//! # 文件收集器
//!
//! 根据输入路径和 glob 模式收集直方图导出文件列表。
//!
//! ## 功能
//! - 支持单文件和目录输入
//! - glob 模式匹配文件名（逗号分隔多模式，支持 `*`、`?`、`[...]`）
//! - 可选递归，结果按路径排序
//!
//! ## 依赖关系
//! - 被 `parsers/archive.rs` 调用
//! - 使用 `walkdir` 遍历目录，`glob` 编译模式

use crate::error::{Result, YieldError};

use glob::Pattern;
use std::path::{Path, PathBuf};
use walkdir::WalkDir;

/// 文件收集器
pub struct FileCollector {
    input: PathBuf,
    patterns: Vec<Pattern>,
    recursive: bool,
}

impl FileCollector {
    /// 以模式创建收集器；模式非法时报错
    pub fn new(input: PathBuf, pattern: &str) -> Result<Self> {
        let patterns = pattern
            .split(',')
            .map(str::trim)
            .filter(|s| !s.is_empty())
            .map(|s| {
                Pattern::new(s).map_err(|e| {
                    YieldError::InvalidArgument(format!("Invalid pattern '{}': {}", s, e))
                })
            })
            .collect::<Result<Vec<_>>>()?;

        if patterns.is_empty() {
            return Err(YieldError::InvalidArgument(format!(
                "Empty file pattern '{}'",
                pattern
            )));
        }

        Ok(Self {
            input,
            patterns,
            recursive: false,
        })
    }

    /// 设置是否递归搜索
    pub fn recursive(mut self, recursive: bool) -> Self {
        self.recursive = recursive;
        self
    }

    /// 收集所有匹配的文件，单文件输入直接返回
    pub fn collect(&self) -> Vec<PathBuf> {
        if self.input.is_file() {
            return vec![self.input.clone()];
        }

        if !self.input.is_dir() {
            return vec![];
        }

        let walker = if self.recursive {
            WalkDir::new(&self.input)
        } else {
            WalkDir::new(&self.input).max_depth(1)
        };

        let mut files: Vec<PathBuf> = walker
            .into_iter()
            .filter_map(|e| e.ok())
            .filter(|e| e.file_type().is_file())
            .filter(|e| self.matches(e.path()))
            .map(|e| e.path().to_path_buf())
            .collect();
        files.sort();
        files
    }

    /// 文件名是否匹配任一模式
    fn matches(&self, path: &Path) -> bool {
        path.file_name()
            .and_then(|n| n.to_str())
            .map(|name| self.patterns.iter().any(|p| p.matches(name)))
            .unwrap_or(false)
    }
}

#[cfg(test)]
mod tests {
    use super::*;

    fn collector(pattern: &str) -> FileCollector {
        FileCollector::new(PathBuf::from("."), pattern).unwrap()
    }

    #[test]
    fn test_matches_glob_patterns() {
        let c = collector("hMassLambdaPt[0-9].csv");
        assert!(c.matches(Path::new("a/hMassLambdaPt3.csv")));
        assert!(!c.matches(Path::new("a/hMassLambdaPt12.csv")));

        let c = collector("*.csv, *.dat");
        assert!(c.matches(Path::new("hMassLambda.dat")));
        assert!(c.matches(Path::new("dir/hMassLambdaPt16.csv")));
        assert!(!c.matches(Path::new("hMassLambda.txt")));
    }

    #[test]
    fn test_bad_pattern_is_invalid_argument() {
        let err = FileCollector::new(PathBuf::from("."), "hMass[.csv").err().unwrap();
        assert!(matches!(err, YieldError::InvalidArgument(_)));
        let err = FileCollector::new(PathBuf::from("."), " , ").err().unwrap();
        assert!(matches!(err, YieldError::InvalidArgument(_)));
    }

    #[test]
    fn test_missing_input_collects_nothing() {
        let c = FileCollector::new(PathBuf::from("/nonexistent/lambda-yield/input"), "*.csv").unwrap();
        assert!(c.collect().is_empty());
    }
}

::::

Report each line in the entries where the string "PathBuf" occurs.

use std::path::{Path, PathBuf};
    input: PathBuf,
    pub fn new(input: PathBuf, pattern: &str) -> Result<Self> {
    pub fn collect(&self) -> Vec<PathBuf> {
        let mut files: Vec<PathBuf> = walker
        FileCollector::new(PathBuf::from("."), pattern).unwrap()
        let err = FileCollector::new(PathBuf::from("."), "hMass[.csv").err().unwrap();
        let err = FileCollector::new(PathBuf::from("."), " , ").err().unwrap();
        let c = FileCollector::new(PathBuf::from("/nonexistent/lambda-yield/input"), "*.csv").unwrap();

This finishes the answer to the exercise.